TP Signals and Re-Entry: Plots TP signals on the chart and allows for automatic re-entry upon TP hit, maintaining continuous trade flow.
Risk Management:
Commission Integration: Accounts for trading commissions to ensure net profitability.
Position Sizing: Configured to use a percentage of equity for each trade, adjustable via input parameters.
Pyramiding: Allows up to one additional position per direction to enhance gains during strong trends.
Alerts and Visual Indicators:
Buy/Sell Signals: Plots visual indicators (triangles and flags) on the chart to signify entry and TP points.
Bar Coloring: Changes bar colors based on ADX and trend conditions for immediate visual cues.
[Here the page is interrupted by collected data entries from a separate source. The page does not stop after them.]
//! Graphics pipelines with lazily materialised per-output-format variants, and compute
//! pipelines.

use std::sync::{Arc, Mutex};

use ash::vk;
use rustc_hash::FxHashMap;

use crate::{
	cmd::CommandBuffer,
	descriptor::PipelineLayout,
	device::Device,
	shader::{fullscreen, Shader},
	Result,
};

/// Color blending for one pass: factors, ops, and the write mask.
#[derive(Copy, Clone, Debug)]
pub struct BlendMode {
	pub enable: bool,
	pub src_color_factor: vk::BlendFactor,
	pub dst_color_factor: vk::BlendFactor,
	pub color_op: vk::BlendOp,
	pub src_alpha_factor: vk::BlendFactor,
	pub dst_alpha_factor: vk::BlendFactor,
	pub alpha_op: vk::BlendOp,
	pub color_mask: vk::ColorComponentFlags,
}

impl Default for BlendMode {
	fn default() -> Self {
		Self {
			enable: false,
			src_color_factor: vk::BlendFactor::ZERO,
			dst_color_factor: vk::BlendFactor::ZERO,
			color_op: vk::BlendOp::ADD,
			src_alpha_factor: vk::BlendFactor::ZERO,
			dst_alpha_factor: vk::BlendFactor::ZERO,
			alpha_op: vk::BlendOp::ADD,
			color_mask: vk::ColorComponentFlags::RGBA,
		}
	}
}

/// The pipeline variants for one output format.
#[derive(Copy, Clone, Default)]
pub struct PerFormat {
	pub fill: vk::Pipeline,
	pub wireframe: vk::Pipeline,
	/// Only present when the device lacks dynamic rendering.
	pub render_pass: vk::RenderPass,
}

/// The default vertex shader, registered once per device under the globals key
/// `"fullscreen_vs"`.
pub fn fullscreen_vs(device: &Device) -> Result<Arc<Shader>> {
	if let Some(vs) = device.global::<Shader>("fullscreen_vs") {
		return Ok(vs);
	}
	let vs = Shader::new(device, &fullscreen::assemble())?;
	device.register_global("fullscreen_vs", vs.clone());
	Ok(vs)
}

pub struct GraphicsPipeline {
	device: Device,
	fragment: Arc<Shader>,
	vertex: Arc<Shader>,
	layout: Arc<PipelineLayout>,
	blend: BlendMode,
	samples: u32,
	handles: Mutex<FxHashMap<vk::Format, PerFormat>>,
}

impl GraphicsPipeline {
	/// `vertex` defaults to the fullscreen-triangle shader.
	pub fn new(
		device: &Device, fragment: Arc<Shader>, vertex: Option<Arc<Shader>>, blend: BlendMode, samples: u32,
	) -> Result<Arc<Self>> {
		let vertex = match vertex {
			Some(vs) => vs,
			None => fullscreen_vs(device)?,
		};
		let layout = PipelineLayout::new(device, fragment.layout().merge(vertex.layout()))?;
		Ok(Arc::new(Self {
			device: device.clone(),
			fragment,
			vertex,
			layout,
			blend,
			samples: samples.max(1),
			handles: Mutex::new(FxHashMap::default()),
		}))
	}

	pub fn from_spirv(device: &Device, words: &[u32], blend: BlendMode, samples: u32) -> Result<Arc<Self>> {
		Self::new(device, Shader::new(device, words)?, None, blend, samples)
	}

	pub fn layout(&self) -> &Arc<PipelineLayout> { &self.layout }

	pub fn fragment(&self) -> &Arc<Shader> { &self.fragment }

	pub fn vertex(&self) -> &Arc<Shader> { &self.vertex }

	pub fn samples(&self) -> u32 { self.samples }

	/// The variants for `format`, building them on first use.
	pub fn recreate(&self, format: vk::Format) -> Result<PerFormat> {
		let mut handles = self.handles.lock().unwrap();
		if let Some(per_format) = handles.get(&format) {
			return Ok(*per_format);
		}

		let render_pass = if self.device.features().dynamic_rendering {
			vk::RenderPass::null()
		} else {
			self.create_render_pass(format)?
		};
		let fill = self.create_pipeline(format, vk::PolygonMode::FILL, render_pass)?;
		let wireframe = self.create_pipeline(format, vk::PolygonMode::LINE, render_pass)?;

		let per_format = PerFormat {
			fill,
			wireframe,
			render_pass,
		};
		handles.insert(format, per_format);
		Ok(per_format)
	}

	fn create_render_pass(&self, format: vk::Format) -> Result<vk::RenderPass> {
		let attachment = vk::AttachmentDescription::default()
			.format(format)
			.samples(vk::SampleCountFlags::from_raw(self.samples))
			.load_op(vk::AttachmentLoadOp::LOAD)
			.store_op(vk::AttachmentStoreOp::STORE)
			.initial_layout(vk::ImageLayout::COLOR_ATTACHMENT_OPTIMAL)
			.final_layout(vk::ImageLayout::COLOR_ATTACHMENT_OPTIMAL);
		let color_ref = [vk::AttachmentReference::default()
			.attachment(0)
			.layout(vk::ImageLayout::COLOR_ATTACHMENT_OPTIMAL)];
		let subpass = vk::SubpassDescription::default()
			.pipeline_bind_point(vk::PipelineBindPoint::GRAPHICS)
			.color_attachments(&color_ref);

		unsafe {
			self.device
				.device()
				.create_render_pass(
					&vk::RenderPassCreateInfo::default()
						.attachments(std::slice::from_ref(&attachment))
						.subpasses(std::slice::from_ref(&subpass)),
					None,
				)
				.map_err(Into::into)
		}
	}

	fn create_pipeline(
		&self, format: vk::Format, polygon_mode: vk::PolygonMode, render_pass: vk::RenderPass,
	) -> Result<vk::Pipeline> {
		let stages = [
			vk::PipelineShaderStageCreateInfo::default()
				.stage(vk::ShaderStageFlags::VERTEX)
				.module(self.vertex.module())
				.name(c"main"),
			vk::PipelineShaderStageCreateInfo::default()
				.stage(vk::ShaderStageFlags::FRAGMENT)
				.module(self.fragment.module())
				.name(c"main"),
		];

		let mut vertex_input = vk::PipelineVertexInputStateCreateInfo::default();
		if let Some((binding, attributes)) = self.vertex.vertex_input() {
			vertex_input = vertex_input
				.vertex_binding_descriptions(std::slice::from_ref(binding))
				.vertex_attribute_descriptions(attributes);
		}

		let attachments = vec![
			vk::PipelineColorBlendAttachmentState::default()
				.blend_enable(self.blend.enable)
				.src_color_blend_factor(self.blend.src_color_factor)
				.dst_color_blend_factor(self.blend.dst_color_factor)
				.color_blend_op(self.blend.color_op)
				.src_alpha_blend_factor(self.blend.src_alpha_factor)
				.dst_alpha_blend_factor(self.blend.dst_alpha_factor)
				.alpha_blend_op(self.blend.alpha_op)
				.color_write_mask(self.blend.color_mask);
			self.layout.rt_count().max(1) as usize
		];
		let color_formats = vec![format; self.layout.rt_count().max(1) as usize];

		let dynamic = [
			vk::DynamicState::VIEWPORT,
			vk::DynamicState::SCISSOR,
			vk::DynamicState::DEPTH_TEST_ENABLE,
			vk::DynamicState::DEPTH_WRITE_ENABLE,
			vk::DynamicState::DEPTH_COMPARE_OP,
		];

		let mut rendering_info = vk::PipelineRenderingCreateInfo::default()
			.color_attachment_formats(&color_formats)
			.depth_attachment_format(vk::Format::D32_SFLOAT);

		let input_assembly =
			vk::PipelineInputAssemblyStateCreateInfo::default().topology(vk::PrimitiveTopology::TRIANGLE_LIST);
		let viewports = [vk::Viewport::default()];
		let scissors = [vk::Rect2D::default()];
		let viewport = vk::PipelineViewportStateCreateInfo::default()
			.viewports(&viewports)
			.scissors(&scissors);
		let raster = vk::PipelineRasterizationStateCreateInfo::default()
			.polygon_mode(polygon_mode)
			.cull_mode(vk::CullModeFlags::BACK)
			.front_face(vk::FrontFace::COUNTER_CLOCKWISE)
			.line_width(1.0);
		let multisample = vk::PipelineMultisampleStateCreateInfo::default()
			.rasterization_samples(vk::SampleCountFlags::from_raw(self.samples));
		let depth = vk::PipelineDepthStencilStateCreateInfo::default()
			.depth_compare_op(vk::CompareOp::LESS_OR_EQUAL)
			.min_depth_bounds(0.0)
			.max_depth_bounds(1.0);
		let blend = vk::PipelineColorBlendStateCreateInfo::default().attachments(&attachments);
		let dynamic_state = vk::PipelineDynamicStateCreateInfo::default().dynamic_states(&dynamic);

		let mut info = vk::GraphicsPipelineCreateInfo::default()
			.stages(&stages)
			.vertex_input_state(&vertex_input)
			.input_assembly_state(&input_assembly)
			.viewport_state(&viewport)
			.rasterization_state(&raster)
			.multisample_state(&multisample)
			.depth_stencil_state(&depth)
			.color_blend_state(&blend)
			.dynamic_state(&dynamic_state)
			.layout(self.layout.handle());

		if self.device.features().dynamic_rendering {
			info = info.push_next(&mut rendering_info);
		} else {
			info = info.render_pass(render_pass).subpass(0);
		}

		unsafe {
			self.device
				.device()
				.create_graphics_pipelines(self.device.pipeline_cache(), &[info], None)
				.map(|p| p[0])
				.map_err(|(_, e)| e.into())
		}
	}
}

impl Drop for GraphicsPipeline {
	fn drop(&mut self) {
		let device = self.device.device();
		for (_, per_format) in self.handles.get_mut().unwrap().drain() {
			unsafe {
				device.destroy_pipeline(per_format.fill, None);
				device.destroy_pipeline(per_format.wireframe, None);
				if per_format.render_pass != vk::RenderPass::null() {
					device.destroy_render_pass(per_format.render_pass, None);
				}
			}
		}
	}
}

pub struct ComputePipeline {
	device: Device,
	shader: Arc<Shader>,
	layout: Arc<PipelineLayout>,
	handle: vk::Pipeline,
}

impl ComputePipeline {
	pub fn new(device: &Device, shader: Arc<Shader>) -> Result<Arc<Self>> {
		let layout = PipelineLayout::new(device, shader.layout().clone())?;
		let handle = unsafe {
			device
				.device()
				.create_compute_pipelines(
					device.pipeline_cache(),
					&[vk::ComputePipelineCreateInfo::default()
						.stage(
							vk::PipelineShaderStageCreateInfo::default()
								.stage(vk::ShaderStageFlags::COMPUTE)
								.module(shader.module())
								.name(c"main"),
						)
						.layout(layout.handle())],
					None,
				)
				.map(|p| p[0])
				.map_err(|(_, e)| crate::Error::from(e))?
		};
		Ok(Arc::new(Self {
			device: device.clone(),
			shader,
			layout,
			handle,
		}))
	}

	pub fn from_spirv(device: &Device, words: &[u32]) -> Result<Arc<Self>> {
		Self::new(device, Shader::new(device, words)?)
	}

	pub fn handle(&self) -> vk::Pipeline { self.handle }

	pub fn shader(&self) -> &Arc<Shader> { &self.shader }

	pub fn layout(&self) -> &Arc<PipelineLayout> { &self.layout }
}

impl Drop for ComputePipeline {
	fn drop(&mut self) {
		unsafe {
			self.device.device().destroy_pipeline(self.handle, None);
		}
	}
}

/// Either pipeline kind, as a pass drives it.
#[derive(Clone)]
pub enum PassPipeline {
	Graphics(Arc<GraphicsPipeline>),
	Compute(Arc<ComputePipeline>),
}

impl PassPipeline {
	pub fn layout(&self) -> &Arc<PipelineLayout> {
		match self {
			PassPipeline::Graphics(p) => p.layout(),
			PassPipeline::Compute(p) => p.layout(),
		}
	}

	pub fn main_stage(&self) -> vk::ShaderStageFlags {
		match self {
			PassPipeline::Graphics(p) => p.fragment().stage(),
			PassPipeline::Compute(p) => p.shader().stage(),
		}
	}

	pub fn bind_point(&self) -> vk::PipelineBindPoint {
		match self {
			PassPipeline::Graphics(_) => vk::PipelineBindPoint::GRAPHICS,
			PassPipeline::Compute(_) => vk::PipelineBindPoint::COMPUTE,
		}
	}
}

/// Push a value through the pass push-constant range, clamped to the declared size.
pub fn push_constants<T: bytemuck::NoUninit>(layout: &PipelineLayout, cmd: &Arc<CommandBuffer>, value: &T) {
	if layout.push_constant_size() == 0 {
		return;
	}
	let bytes = bytemuck::bytes_of(value);
	let len = bytes.len().min(layout.push_constant_size() as usize);
	unsafe {
		cmd.device().cmd_push_constants(
			cmd.handle(),
			layout.handle(),
			layout.push_constant_stages(),
			0,
			&bytes[..len],
		);
	}
}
Price Levels: Marks significant price levels related to TP and position entries with cross styles.
Input Parameters
Source Settings:
Custom Sources (srcinput): Choose from various price and volume sources to tailor indicator calculations.
ADX Settings:
ADX Type (ADX_options): Select between 'CLASSIC' and 'MASANAKAMURA' methods.
ADX Length (ADX_len): Defines the period for ADX calculation.
ADX Threshold (th): Sets the minimum ADX value to consider a strong trend.
RSI Settings:
RSI Length (len_3): Period for RSI calculation.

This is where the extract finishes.